What are the requirements for e-Invoicing in Malaysia?

Digital Certificate is a mandatory requirement for e-Invoicing in Malaysia. A digital certificate will be used for signing. A digital certificate will be issued by IRBM based on the taxpayer's TIN and additional information. It guarantees the e-Invoice's non-repudiation, integrity, and authenticity. It will be valid for three years. 

Is e-invoice applicable only to domestic transactions in Malaysia?

No, e-invoice applies to both domestic and international transactions.

What does IRBM validate in the e-invoice?

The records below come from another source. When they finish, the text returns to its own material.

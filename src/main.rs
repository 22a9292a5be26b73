use anyhow::{bail, Context, Result};
use colored::*;
use env_logger::{Builder, Env, Target};
use log::info;
use msgscan::autoscan::AutoScanner;
use msgscan::cli::{Cli, Commands, SearchMode};
use msgscan::config::Config;
use msgscan::model::{ChannelId, Message, MessageId, Pattern, Scope, SearchSpec, UserId};
use msgscan::platform::ArchivePlatform;
use msgscan::search::{ScanEngine, ScanOutcome};
use msgscan::stats::StatsStore;
use msgscan::Parser;
use std::fs;
use std::sync::Arc;
use std::time::Duration;

fn main() -> Result<()> {
    let cli = Cli::parse();
    setup_logging(&cli)?;
    info!("Application started with command: {:?}", cli.command);

    let runtime = tokio::runtime::Builder::new_multi_thread()
        .enable_all()
        .build()
        .context("Failed to start async runtime")?;
    runtime.block_on(run(cli))
}

async fn run(cli: Cli) -> Result<()> {
    let config = match &cli.config {
        Some(path) => Config::load_from(path)?,
        None => Config::load()?,
    };

    match &cli.command {
        Commands::Search {
            query,
            mode,
            strictness,
            user,
            channels,
            include,
            exclude,
            depth,
            deep,
            refresh,
            timeout,
            show,
            metrics,
            requester,
        } => {
            let engine = open_engine(&cli, &config)?;
            let pattern = match (mode, query) {
                (SearchMode::Badword, _) => Pattern::BadWordList((*strictness).into()),
                (SearchMode::Keyword, Some(q)) => Pattern::Keyword(q.clone()),
                (SearchMode::Regex, Some(q)) => Pattern::Regex(q.clone()),
                (_, None) => bail!("{mode} search needs a query"),
            };
            let scope = match (user, channels) {
                (Some(user), _) => Scope::User(UserId(*user)),
                (None, Some(ids)) => {
                    Scope::ChannelSet(ids.iter().copied().map(ChannelId).collect())
                }
                (None, None) => Scope::All,
            };
            let mut spec = SearchSpec::new(scope, pattern, *depth)
                .deep(*deep)
                .force_refresh(*refresh);
            if let Some(ids) = include {
                spec = spec.include(ids.iter().copied().map(ChannelId));
            }
            if let Some(ids) = exclude {
                spec = spec.exclude(ids.iter().copied().map(ChannelId));
            }
            if let Some(user) = requester {
                spec = spec.requested_by(UserId(*user));
            }

            let outcome = match timeout {
                Some(secs) => {
                    let deadline = tokio::time::Instant::now() + Duration::from_secs(*secs);
                    engine.run_until(&spec, deadline).await?
                }
                None => engine.run(&spec).await?,
            };
            print_outcome(&outcome, *show);
            if *metrics {
                println!("\n{}", engine.metrics().gather());
            }
            engine.stats().flush();
        }

        Commands::Context {
            channel,
            message,
            radius,
        } => {
            let engine = open_engine(&cli, &config)?;
            let (target, context) = engine
                .message_context(ChannelId(*channel), MessageId(*message), *radius)
                .await?;
            for m in &context {
                if m.timestamp <= target.timestamp {
                    println!("  {}", format_message(m).dimmed());
                }
            }
            println!("> {}", format_message(&target).bold());
            for m in &context {
                if m.timestamp > target.timestamp {
                    println!("  {}", format_message(m).dimmed());
                }
            }
            engine.stats().flush();
        }

        Commands::Members { strictness } => {
            let engine = open_engine(&cli, &config)?;
            let hits = engine.scan_members((*strictness).into()).await?;
            if hits.is_empty() {
                println!("{}", "No member names matched".yellow());
            }
            for hit in &hits {
                println!(
                    "{} ({}) {}",
                    hit.member.name,
                    hit.member.id,
                    format!("'{}' [{}]", hit.matched_name, hit.match_reason).cyan()
                );
            }
        }

        Commands::Stats { reset } => {
            let store = StatsStore::open(&config.stats.path)?;
            if *reset {
                store.reset();
                println!("{}", "Search statistics reset".green());
                return Ok(());
            }
            let stats = store.snapshot();
            println!("{}", "Search statistics".green().bold());
            println!("  Total searches:      {}", stats.total_searches);
            println!("  Deep searches:       {}", stats.deep_searches);
            println!("  Cancelled searches:  {}", stats.cancelled_searches);
            println!("  Messages scanned:    {}", stats.total_messages_scanned);
            println!("  Matches found:       {}", stats.total_matches);
            println!(
                "  Avg messages/search: {:.1}",
                stats.average_messages_per_search()
            );
            println!("  Largest search:      {}", stats.largest_search);
            println!(
                "  Total search time:   {:.1}s",
                stats.total_search_time_ms as f64 / 1000.0
            );
            println!(
                "  Cache hits/misses:   {}/{}",
                stats.cache_hits, stats.cache_misses
            );
            if let Some(last) = &stats.last_search {
                let by = last
                    .requester
                    .map(|u| format!(" by {u}"))
                    .unwrap_or_default();
                println!(
                    "  Last search:         {}{by} at {} ({} match(es))",
                    last.query,
                    last.at.format("%Y-%m-%d %H:%M:%S"),
                    last.matches_found
                );
            }
            for (user, count) in &stats.searches_by_user {
                println!("  Searches by {user}: {count}");
            }
            if let Some(path) = store.path() {
                println!("  Stats file:          {}", path.display());
            }
        }

        Commands::Watch {
            interval,
            runs,
            depth,
            strictness,
        } => {
            let engine = Arc::new(open_engine(&cli, &config)?);
            let mut settings = config.autoscan.clone();
            settings.enabled = true;
            settings.interval_minutes = *interval;
            settings.depth_limit = *depth;
            settings.strictness = (*strictness).into();
            let scanner = Arc::new(AutoScanner::new(engine.clone(), &settings)?);

            println!(
                "{} every {} minute(s), {} run(s)",
                "Auto-scan".green().bold(),
                interval,
                runs
            );
            let driver = scanner.start();
            scanner.run_now().await;
            while scanner.status().runs_completed < *runs {
                tokio::time::sleep(Duration::from_secs(1)).await;
            }
            scanner.shutdown();
            driver.await.context("Auto-scan task failed")?;

            for report in scanner.recent_runs() {
                let line = format!(
                    "{} run: {} match(es) in {} message(s), {} member name(s) over {:.1}s",
                    report.started_at.format("%Y-%m-%d %H:%M:%S"),
                    report.matches,
                    report.messages_scanned,
                    report.member_matches,
                    report.elapsed().as_secs_f64()
                );
                match &report.error {
                    Some(e) => println!("{} ({})", line.red(), e),
                    None => println!("{line}"),
                }
            }
            for finding in scanner.findings() {
                println!("{}", finding.to_string().yellow());
            }
            engine.stats().flush();
        }
    }

    Ok(())
}

fn open_engine(cli: &Cli, config: &Config) -> Result<ScanEngine> {
    let Some(path) = &cli.archive else {
        bail!("--archive <file.json> is required for this command");
    };
    let platform = ArchivePlatform::load(path)?;
    let engine = ScanEngine::from_config(config, Arc::new(platform))?;
    engine.stats().spawn_flusher(config.stats.flush_interval());
    Ok(engine)
}

fn format_message(m: &Message) -> String {
    format!(
        "{} #{} {}: {}",
        m.timestamp.format("%Y-%m-%d %H:%M:%S"),
        m.channel_id,
        m.author_name,
        m.content
    )
}

fn print_outcome(outcome: &ScanOutcome, show: usize) {
    if outcome.results.is_empty() {
        println!("{}", "No matches found".yellow());
    } else {
        println!(
            "\n{} {} {}",
            "Found".green(),
            outcome.matches_found,
            "matches:".green()
        );
        for result in outcome.results.iter().take(show) {
            println!(
                "{}  {}",
                format_message(&result.message),
                format!("[{}]", result.match_reason).cyan()
            );
            for m in &result.context {
                println!("    {}", format_message(m).dimmed());
            }
        }
        if outcome.results.len() > show {
            println!("... {} more", outcome.results.len() - show);
        }
    }

    println!(
        "\nScanned {} message(s) in {} channel(s) in {:.2}s",
        outcome.messages_scanned,
        outcome.channels.len(),
        outcome.elapsed.as_secs_f64()
    );
    if outcome.truncated {
        println!("{}", "Result cap reached; older matches dropped".yellow());
    }
    if outcome.incomplete {
        println!(
            "{}",
            format!(
                "Search incomplete: {} channel(s) not finished",
                outcome.channels_abandoned
            )
            .yellow()
        );
    }
    for skipped in outcome.skipped_channels() {
        if let Some(e) = &skipped.error {
            eprintln!("{} #{}: {}", "Skipped".red(), skipped.name, e);
        }
    }
}

fn setup_logging(cli: &Cli) -> Result<()> {
    let default_level = if cli.verbose { "debug" } else { "info" };
    let mut builder = Builder::from_env(Env::default().default_filter_or(default_level));

    builder.format(|buf, record| {
        use std::io::Write;
        writeln!(
            buf,
            "{} [{}] [{}] {}",
            chrono::Local::now().format("%Y-%m-%d %H:%M:%S"),
            record.level(),
            record.module_path().unwrap_or("unknown"),
            record.args()
        )
    });

    if let Some(log_path) = &cli.log {
        if let Some(parent_dir) = log_path.parent() {
            if !parent_dir.as_os_str().is_empty() && !parent_dir.exists() {
                fs::create_dir_all(parent_dir).with_context(|| {
                    format!("Failed to create log directory: {}", parent_dir.display())
                })?;
            }
        }
        let log_file = fs::File::create(log_path)
            .with_context(|| format!("Failed to create log file: {}", log_path.display()))?;
        builder.target(Target::Pipe(Box::new(log_file)));
    } else {
        builder.target(Target::Stderr);
    }

    builder
        .try_init()
        .map_err(|e| anyhow::anyhow!(e.to_string()))?;
    Ok(())
}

IRBM will validate all the details mentioned in the 55 fields and additional fields (if any) in the invoice.

What are the security measures for e-Invoicing in Malaysia?

Every e-invoice will feature a digital signature along with a timestamp to ensure its integrity. Upon submission for verification, the IRBM will assign a Unique Identification Number and QR code, enabling online validation of the invoice. Additionally, the IRBM has established a secure and encrypted channel for the transmission and storage of e-invoices.

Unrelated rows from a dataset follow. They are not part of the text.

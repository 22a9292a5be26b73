use crate::model::ChannelId;
use std::io;
use std::time::Duration;
use thiserror::Error;

#[derive(Error, Debug)]
pub enum ScanError {
    #[error("Invalid pattern '{pattern}': {source}")]
    InvalidPattern {
        pattern: String,
        #[source]
        source: regex::Error,
    },

    #[error("Invalid search: {0}")]
    InvalidSpec(String),

    #[error("Configuration error: {0}")]
    InvalidConfig(String),

    #[error("No channels accessible ({failed} failed)")]
    NoChannelsAccessible { failed: usize },

    #[error("Platform error: {0}")]
    Platform(#[from] PlatformError),

    #[error("I/O error: {0}")]
    Io(#[from] io::Error),

    #[error("JSON error: {0}")]
    Json(#[from] serde_json::Error),

    #[error(transparent)]
    Anyhow(#[from] anyhow::Error),
}

pub type Result<T> = std::result::Result<T, ScanError>;

/// Outcome of a failed page fetch, as seen by the scan engine.
#[derive(Error, Debug, Clone, PartialEq, Eq)]
pub enum FetchError {
    /// Network trouble or a 5xx. Worth retrying with backoff.
    #[error("transient fetch failure in channel {channel}: {reason}")]
    Transient { channel: ChannelId, reason: String },

    /// Missing permission or unknown channel/message. Skip the channel.
    #[error("permanent fetch failure in channel {channel}: {reason}")]
    Permanent { channel: ChannelId, reason: String },
}

impl FetchError {
    pub fn is_transient(&self) -> bool {
        matches!(self, FetchError::Transient { .. })
    }

    pub fn channel(&self) -> ChannelId {
        match self {
            FetchError::Transient { channel, .. } | FetchError::Permanent { channel, .. } => {
                *channel
            }
        }
    }
}

/// Raw failure reported by a chat platform adapter.
#[derive(Error, Debug, Clone, PartialEq, Eq)]
pub enum PlatformError {
    #[error("rate limited, retry after {retry_after:?}")]
    RateLimited { retry_after: Duration },

    #[error("HTTP {status}: {message}")]
    Http { status: u16, message: String },

    #[error("network error: {0}")]
    Network(String),

    #[error("forbidden")]
    Forbidden,

    #[error("not found")]
    NotFound,
}

impl PlatformError {
    /// Map a non-throttle failure onto the retry taxonomy.
    ///
    /// Returns `None` for `RateLimited`, which the fetch coordinator handles
    /// itself by waiting and re-issuing the same request.
    pub fn classify(&self, channel: ChannelId) -> Option<FetchError> {
        let reason = self.to_string();
        match self {
            PlatformError::RateLimited { .. } => None,
            _ if self.is_transient() => Some(FetchError::Transient { channel, reason }),
            _ => Some(FetchError::Permanent { channel, reason }),
        }
    }

    /// Network trouble, a 5xx or a request timeout.
    pub fn is_transient(&self) -> bool {
        match self {
            PlatformError::Network(_) => true,
            PlatformError::Http { status, .. } => *status >= 500 || *status == 408,
            _ => false,
        }
    }
}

How are e-invoices validated and stored?

Once an e-Invoice is created, it is shared to IRBM. IRBM then validates the mandatory fields and other essential details and notifies the supplier and buyer about the same. Further, supplier and buyer can obtain the summary of e-Invoices generated through My Invois Portal.

Has IRBM provided any technical guidance on system integration?

The IRBM has provided general guidelines for e-invoicing, along with specific guidelines and  Software Development Kit (SDK) for e-invoicing API integration. These resources are accessible on the IRBM's official website.

Shall I issue an e-invoice for disbursements and reimbursements?

IRBM has yet to decide whether to generate e-invoices for disbursements and reimbursements. The authority may issue guidance in this regard in due course.

Can I cancel the invoice submitted to IRBM?

Yes, the seller can cancel the e-invoice within 72 hours from generation time.

Are all businesses required to issue e-invoices in Malaysia?

Every business registered in Malaysia will need to issue e-Invoices as per a phased mandatory implementation timeline. This timeline is determined by the business's annual turnover or revenue threshold.

What are the consequences for failure to issue e-Invoice?

Not issuing e-Invoices would be considered an offense under Section 120(1)(d) of the Income Tax Act 1967. This offence would carry a fine ranging from RM200 to RM20,000, or imprisonment for up to 6 months, or both, for each instance of non-compliance.